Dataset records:
######

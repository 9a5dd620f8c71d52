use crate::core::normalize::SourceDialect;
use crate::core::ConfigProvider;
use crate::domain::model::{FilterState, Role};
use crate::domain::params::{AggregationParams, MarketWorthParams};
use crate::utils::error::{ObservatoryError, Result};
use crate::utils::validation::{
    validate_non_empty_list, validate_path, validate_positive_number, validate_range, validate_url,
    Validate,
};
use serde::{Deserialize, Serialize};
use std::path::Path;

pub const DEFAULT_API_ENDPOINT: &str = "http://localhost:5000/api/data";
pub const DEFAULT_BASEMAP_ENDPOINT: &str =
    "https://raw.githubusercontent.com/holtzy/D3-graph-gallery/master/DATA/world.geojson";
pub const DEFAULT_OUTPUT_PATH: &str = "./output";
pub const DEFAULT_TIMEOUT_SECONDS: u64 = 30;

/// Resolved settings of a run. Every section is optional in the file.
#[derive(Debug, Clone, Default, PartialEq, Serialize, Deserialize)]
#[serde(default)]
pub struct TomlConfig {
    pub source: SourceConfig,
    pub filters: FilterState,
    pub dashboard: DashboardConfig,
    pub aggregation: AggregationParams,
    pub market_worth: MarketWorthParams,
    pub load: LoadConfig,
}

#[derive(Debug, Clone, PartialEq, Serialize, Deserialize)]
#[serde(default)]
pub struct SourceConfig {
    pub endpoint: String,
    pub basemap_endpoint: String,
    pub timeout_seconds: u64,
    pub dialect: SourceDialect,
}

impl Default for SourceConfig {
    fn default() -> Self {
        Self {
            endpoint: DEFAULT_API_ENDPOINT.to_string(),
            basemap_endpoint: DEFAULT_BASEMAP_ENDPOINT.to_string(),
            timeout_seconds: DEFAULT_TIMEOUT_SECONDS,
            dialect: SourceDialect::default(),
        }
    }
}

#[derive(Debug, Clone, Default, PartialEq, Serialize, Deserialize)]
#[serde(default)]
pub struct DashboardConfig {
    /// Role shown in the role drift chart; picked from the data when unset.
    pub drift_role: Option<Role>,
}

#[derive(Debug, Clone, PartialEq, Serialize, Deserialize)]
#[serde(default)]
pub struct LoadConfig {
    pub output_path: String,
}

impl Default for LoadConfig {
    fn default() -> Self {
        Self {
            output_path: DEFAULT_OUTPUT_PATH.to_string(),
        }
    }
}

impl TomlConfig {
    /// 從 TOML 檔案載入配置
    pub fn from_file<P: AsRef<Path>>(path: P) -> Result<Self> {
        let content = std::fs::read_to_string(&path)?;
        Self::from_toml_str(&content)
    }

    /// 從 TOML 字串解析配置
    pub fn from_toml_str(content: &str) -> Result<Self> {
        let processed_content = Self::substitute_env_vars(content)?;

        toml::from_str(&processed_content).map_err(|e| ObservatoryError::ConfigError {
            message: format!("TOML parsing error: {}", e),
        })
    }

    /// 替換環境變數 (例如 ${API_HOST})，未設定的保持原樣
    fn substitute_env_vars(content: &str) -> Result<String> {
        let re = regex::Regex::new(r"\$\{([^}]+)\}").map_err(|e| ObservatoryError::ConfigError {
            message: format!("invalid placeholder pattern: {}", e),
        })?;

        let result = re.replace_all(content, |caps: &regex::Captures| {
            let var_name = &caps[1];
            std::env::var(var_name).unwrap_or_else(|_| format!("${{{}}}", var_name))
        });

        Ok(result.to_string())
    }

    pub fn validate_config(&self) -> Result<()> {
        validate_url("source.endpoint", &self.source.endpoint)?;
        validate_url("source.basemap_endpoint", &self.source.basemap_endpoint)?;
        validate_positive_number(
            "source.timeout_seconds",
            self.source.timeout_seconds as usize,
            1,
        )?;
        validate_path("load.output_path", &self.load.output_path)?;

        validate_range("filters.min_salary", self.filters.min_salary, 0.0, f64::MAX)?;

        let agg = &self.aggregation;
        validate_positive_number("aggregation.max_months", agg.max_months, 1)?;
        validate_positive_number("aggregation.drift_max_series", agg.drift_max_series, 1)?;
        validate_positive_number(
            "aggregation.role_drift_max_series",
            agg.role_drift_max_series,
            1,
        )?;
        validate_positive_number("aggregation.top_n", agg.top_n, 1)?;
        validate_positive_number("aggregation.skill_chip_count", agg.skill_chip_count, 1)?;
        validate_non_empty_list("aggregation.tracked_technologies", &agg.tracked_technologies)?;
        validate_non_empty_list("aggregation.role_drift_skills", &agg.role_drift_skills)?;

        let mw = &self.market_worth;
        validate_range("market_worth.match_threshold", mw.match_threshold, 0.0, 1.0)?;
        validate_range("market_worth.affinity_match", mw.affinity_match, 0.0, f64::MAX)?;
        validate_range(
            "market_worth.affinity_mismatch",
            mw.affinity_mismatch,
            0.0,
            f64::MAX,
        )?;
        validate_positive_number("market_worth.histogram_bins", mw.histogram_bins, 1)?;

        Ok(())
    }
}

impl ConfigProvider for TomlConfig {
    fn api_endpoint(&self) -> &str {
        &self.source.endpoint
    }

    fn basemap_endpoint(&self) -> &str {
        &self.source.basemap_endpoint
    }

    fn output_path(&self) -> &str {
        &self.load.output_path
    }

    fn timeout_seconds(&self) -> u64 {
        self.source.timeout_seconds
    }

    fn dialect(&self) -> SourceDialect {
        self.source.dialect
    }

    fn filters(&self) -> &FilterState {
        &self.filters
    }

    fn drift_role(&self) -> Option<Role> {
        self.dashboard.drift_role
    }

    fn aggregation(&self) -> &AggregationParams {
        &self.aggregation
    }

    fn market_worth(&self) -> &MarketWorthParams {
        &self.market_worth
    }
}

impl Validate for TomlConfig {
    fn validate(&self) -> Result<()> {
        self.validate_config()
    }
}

######

_Work instructions_. Output every record above in full, exactly as it reads.

_The answer_.
repository 9a5dd620f8c71d52
use crate::core::normalize::SourceDialect;
use crate::core::ConfigProvider;
use crate::domain::model::{FilterState, Role};
use crate::domain::params::{AggregationParams, MarketWorthParams};
use crate::utils::error::{ObservatoryError, Result};
use crate::utils::validation::{
    validate_non_empty_list, validate_path, validate_positive_number, validate_range, validate_url,
    Validate,
};
use serde::{Deserialize, Serialize};
use std::path::Path;

pub const DEFAULT_API_ENDPOINT: &str = "http://localhost:5000/api/data";
pub const DEFAULT_BASEMAP_ENDPOINT: &str =
    "https://raw.githubusercontent.com/holtzy/D3-graph-gallery/master/DATA/world.geojson";
pub const DEFAULT_OUTPUT_PATH: &str = "./output";
pub const DEFAULT_TIMEOUT_SECONDS: u64 = 30;

/// Resolved settings of a run. Every section is optional in the file.
#[derive(Debug, Clone, Default, PartialEq, Serialize, Deserialize)]
#[serde(default)]
pub struct TomlConfig {
    pub source: SourceConfig,
    pub filters: FilterState,
    pub dashboard: DashboardConfig,
    pub aggregation: AggregationParams,
    pub market_worth: MarketWorthParams,
    pub load: LoadConfig,
}

#[derive(Debug, Clone, PartialEq, Serialize, Deserialize)]
#[serde(default)]
pub struct SourceConfig {
    pub endpoint: String,
    pub basemap_endpoint: String,
    pub timeout_seconds: u64,
    pub dialect: SourceDialect,
}

impl Default for SourceConfig {
    fn default() -> Self {
        Self {
            endpoint: DEFAULT_API_ENDPOINT.to_string(),
            basemap_endpoint: DEFAULT_BASEMAP_ENDPOINT.to_string(),
            timeout_seconds: DEFAULT_TIMEOUT_SECONDS,
            dialect: SourceDialect::default(),
        }
    }
}

#[derive(Debug, Clone, Default, PartialEq, Serialize, Deserialize)]
#[serde(default)]
pub struct DashboardConfig {
    /// Role shown in the role drift chart; picked from the data when unset.
    pub drift_role: Option<Role>,
}

#[derive(Debug, Clone, PartialEq, Serialize, Deserialize)]
#[serde(default)]
pub struct LoadConfig {
    pub output_path: String,
}

impl Default for LoadConfig {
    fn default() -> Self {
        Self {
            output_path: DEFAULT_OUTPUT_PATH.to_string(),
        }
    }
}

impl TomlConfig {
    /// 從 TOML 檔案載入配置
    pub fn from_file<P: AsRef<Path>>(path: P) -> Result<Self> {
        let content = std::fs::read_to_string(&path)?;
        Self::from_toml_str(&content)
    }

    /// 從 TOML 字串解析配置
    pub fn from_toml_str(content: &str) -> Result<Self> {
        let processed_content = Self::substitute_env_vars(content)?;

        toml::from_str(&processed_content).map_err(|e| ObservatoryError::ConfigError {
            message: format!("TOML parsing error: {}", e),
        })
    }

    /// 替換環境變數 (例如 ${API_HOST})，未設定的保持原樣
    fn substitute_env_vars(content: &str) -> Result<String> {
        let re = regex::Regex::new(r"\$\{([^}]+)\}").map_err(|e| ObservatoryError::ConfigError {
            message: format!("invalid placeholder pattern: {}", e),
        })?;

        let result = re.replace_all(content, |caps: &regex::Captures| {
            let var_name = &caps[1];
            std::env::var(var_name).unwrap_or_else(|_| format!("${{{}}}", var_name))
        });

        Ok(result.to_string())
    }

    pub fn validate_config(&self) -> Result<()> {
        validate_url("source.endpoint", &self.source.endpoint)?;
        validate_url("source.basemap_endpoint", &self.source.basemap_endpoint)?;
        validate_positive_number(
            "source.timeout_seconds",
            self.source.timeout_seconds as usize,
            1,
        )?;
        validate_path("load.output_path", &self.load.output_path)?;

        validate_range("filters.min_salary", self.filters.min_salary, 0.0, f64::MAX)?;

        let agg = &self.aggregation;
        validate_positive_number("aggregation.max_months", agg.max_months, 1)?;
        validate_positive_number("aggregation.drift_max_series", agg.drift_max_series, 1)?;
        validate_positive_number(
            "aggregation.role_drift_max_series",
            agg.role_drift_max_series,
            1,
        )?;
        validate_positive_number("aggregation.top_n", agg.top_n, 1)?;
        validate_positive_number("aggregation.skill_chip_count", agg.skill_chip_count, 1)?;
        validate_non_empty_list("aggregation.tracked_technologies", &agg.tracked_technologies)?;
        validate_non_empty_list("aggregation.role_drift_skills", &agg.role_drift_skills)?;

        let mw = &self.market_worth;
        validate_range("market_worth.match_threshold", mw.match_threshold, 0.0, 1.0)?;
        validate_range("market_worth.affinity_match", mw.affinity_match, 0.0, f64::MAX)?;
        validate_range(
            "market_worth.affinity_mismatch",
            mw.affinity_mismatch,
            0.0,
            f64::MAX,
        )?;
        validate_positive_number("market_worth.histogram_bins", mw.histogram_bins, 1)?;

        Ok(())
    }
}

impl ConfigProvider for TomlConfig {
    fn api_endpoint(&self) -> &str {
        &self.source.endpoint
    }

    fn basemap_endpoint(&self) -> &str {
        &self.source.basemap_endpoint
    }

    fn output_path(&self) -> &str {
        &self.load.output_path
    }

    fn timeout_seconds(&self) -> u64 {
        self.source.timeout_seconds
    }

    fn dialect(&self) -> SourceDialect {
        self.source.dialect
    }

    fn filters(&self) -> &FilterState {
        &self.filters
    }

    fn drift_role(&self) -> Option<Role> {
        self.dashboard.drift_role
    }

    fn aggregation(&self) -> &AggregationParams {
        &self.aggregation
    }

    fn market_worth(&self) -> &MarketWorthParams {
        &self.market_worth
    }
}

impl Validate for TomlConfig {
    fn validate(&self) -> Result<()> {
        self.validate_config()
    }
}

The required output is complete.